Transport mediated antibiotic resistance in Mycobacterium tuberculosis

The incredible complexity of the mycomembrane represents a challenge for antibiotics to penetrate and effectively kill Mycobacterium tuberculosis (M. tb), the causative organism of human tuberculosis (TB).Additionally, intrinsic resistance mechanisms that either degrade or modify antibiotics further reduce the effectiveness of anti-TB drugs. To overcome the problem of permeation, it is important that transport mechanisms across the mycobacterial cell envelope are well understood. Porins required for nutrient uptake are sparsely represented in M. tb, and mutations in porin encoding genes are known to modulate antibiotic susceptibilities in M. tb.

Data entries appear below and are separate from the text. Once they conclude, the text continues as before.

//! Page Object generation
//!
//! Picks one locator per element name for a framework and renders it as a
//! Python Page Object class.

pub mod playwright;
pub mod selenium;

use crate::locator::{Framework, LocatorCandidate, LocatorType};
use anyhow::{Context, Result};
use regex::Regex;
use std::collections::BTreeMap;
use std::path::{Path, PathBuf};
use std::sync::LazyLock;

static NON_ALNUM: LazyLock<Regex> = LazyLock::new(|| Regex::new(r"[^a-zA-Z0-9]+").unwrap());
static CAMEL_BOUNDARY: LazyLock<Regex> =
    LazyLock::new(|| Regex::new(r"([a-z0-9])([A-Z])").unwrap());

/// Lower is preferred when scores tie.
pub fn type_preference(framework: Framework, locator_type: LocatorType) -> u8 {
    match (framework, locator_type) {
        (Framework::Playwright, LocatorType::Role) => 0,
        (Framework::Playwright, LocatorType::Css) => 1,
        (Framework::Playwright, LocatorType::Text) => 2,
        (Framework::Playwright, LocatorType::XPath) => 3,
        (Framework::Selenium, LocatorType::Css) => 0,
        (Framework::Selenium, LocatorType::XPath) => 1,
        _ => 9,
    }
}

/// Winner per element name: highest score among framework-compatible
/// candidates, ties going to the preferred locator type, then to the first
/// seen. Winners are copies; the input is left untouched.
pub fn select_best(
    candidates: &[LocatorCandidate],
    framework: Framework,
) -> BTreeMap<String, LocatorCandidate> {
    let mut best: BTreeMap<String, &LocatorCandidate> = BTreeMap::new();

    for candidate in candidates
        .iter()
        .filter(|c| c.automation_tool.supports(framework))
    {
        let replace = best
            .get(&candidate.custom_name)
            .map_or(true, |current| beats(candidate, current, framework));
        if replace {
            best.insert(candidate.custom_name.clone(), candidate);
        }
    }

    best.into_iter()
        .map(|(name, winner)| (name, winner.clone()))
        .collect()
}

fn beats(challenger: &LocatorCandidate, current: &LocatorCandidate, framework: Framework) -> bool {
    if challenger.stability_score != current.stability_score {
        return challenger.stability_score > current.stability_score;
    }
    type_preference(framework, challenger.locator_type)
        < type_preference(framework, current.locator_type)
}

/// `"LoginButton"` -> `"login_button"`. Never empty, never starts with a digit.
pub fn to_snake_case(name: &str) -> String {
    let underscored = NON_ALNUM.replace_all(name, "_");
    let split = CAMEL_BOUNDARY.replace_all(&underscored, "${1}_${2}");
    let snake = split.to_lowercase().trim_matches('_').to_string();

    if snake.is_empty() {
        return "element".to_string();
    }
    if snake.starts_with(|c: char| c.is_ascii_digit()) {
        return format!("e_{}", snake);
    }
    snake
}

/// Render the Page Object source for one framework.
pub fn render(candidates: &[LocatorCandidate], framework: Framework, class_name: &str) -> String {
    let best = select_best(candidates, framework);
    match framework {
        Framework::Playwright => playwright::render(&best, class_name),
        Framework::Selenium => selenium::render(&best, class_name),
    }
}

pub fn file_name(class_name: &str, framework: Framework) -> String {
    match framework {
        Framework::Playwright => format!("{}_Playwright.py", class_name),
        Framework::Selenium => format!("{}_Selenium.py", class_name),
    }
}

/// Write one Page Object per framework into `dir`. With a single framework
/// the same source is also written to `page.py`.
pub fn write_page_objects(
    candidates: &[LocatorCandidate],
    frameworks: &[Framework],
    class_name: &str,
    dir: &Path,
) -> Result<Vec<PathBuf>> {
    std::fs::create_dir_all(dir)
        .with_context(|| format!("Failed to create output directory {}", dir.display()))?;

    let mut written = Vec::new();
    for framework in frameworks {
        let source = render(candidates, *framework, class_name);
        let path = dir.join(file_name(class_name, *framework));
        write_file(&path, &source)?;
        written.push(path);

        if frameworks.len() == 1 {
            let page_py = dir.join("page.py");
            write_file(&page_py, &source)?;
            written.push(page_py);
        }
    }
    Ok(written)
}

/// Render one framework's Page Object to `path`.
pub fn write_page_object(
    candidates: &[LocatorCandidate],
    framework: Framework,
    class_name: &str,
    path: &Path,
) -> Result<()> {
    let source = render(candidates, framework, class_name);
    std::fs::write(path, source)
        .with_context(|| format!("Failed to write Page Object {}", path.display()))
}

fn write_file(path: &Path, content: &str) -> Result<()> {
    std::fs::write(path, content).with_context(|| format!("Failed to write {}", path.display()))
}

Along with the reduction in influx, upregulation of efflux pumps, and mutations leading to their overexpression are frequent in clinical isolates of drug-resistant TB. Since the present treatment strategy involves a lengthy regimen with high dose drug combinations, the study of transport proteins, becomes crucial to developing innovative treatment regimens to significantly improve patient outcomes. This review presents the state-of-art knowledge about transporters that help M. tb maintain nutrient uptake from the host and extrude toxic compounds, including antibiotics. These transporters could not only serve as potential targets to shorten the treatment regimen for drug susceptible TB, but could also be of utility in developing treatments for drug resistant infections.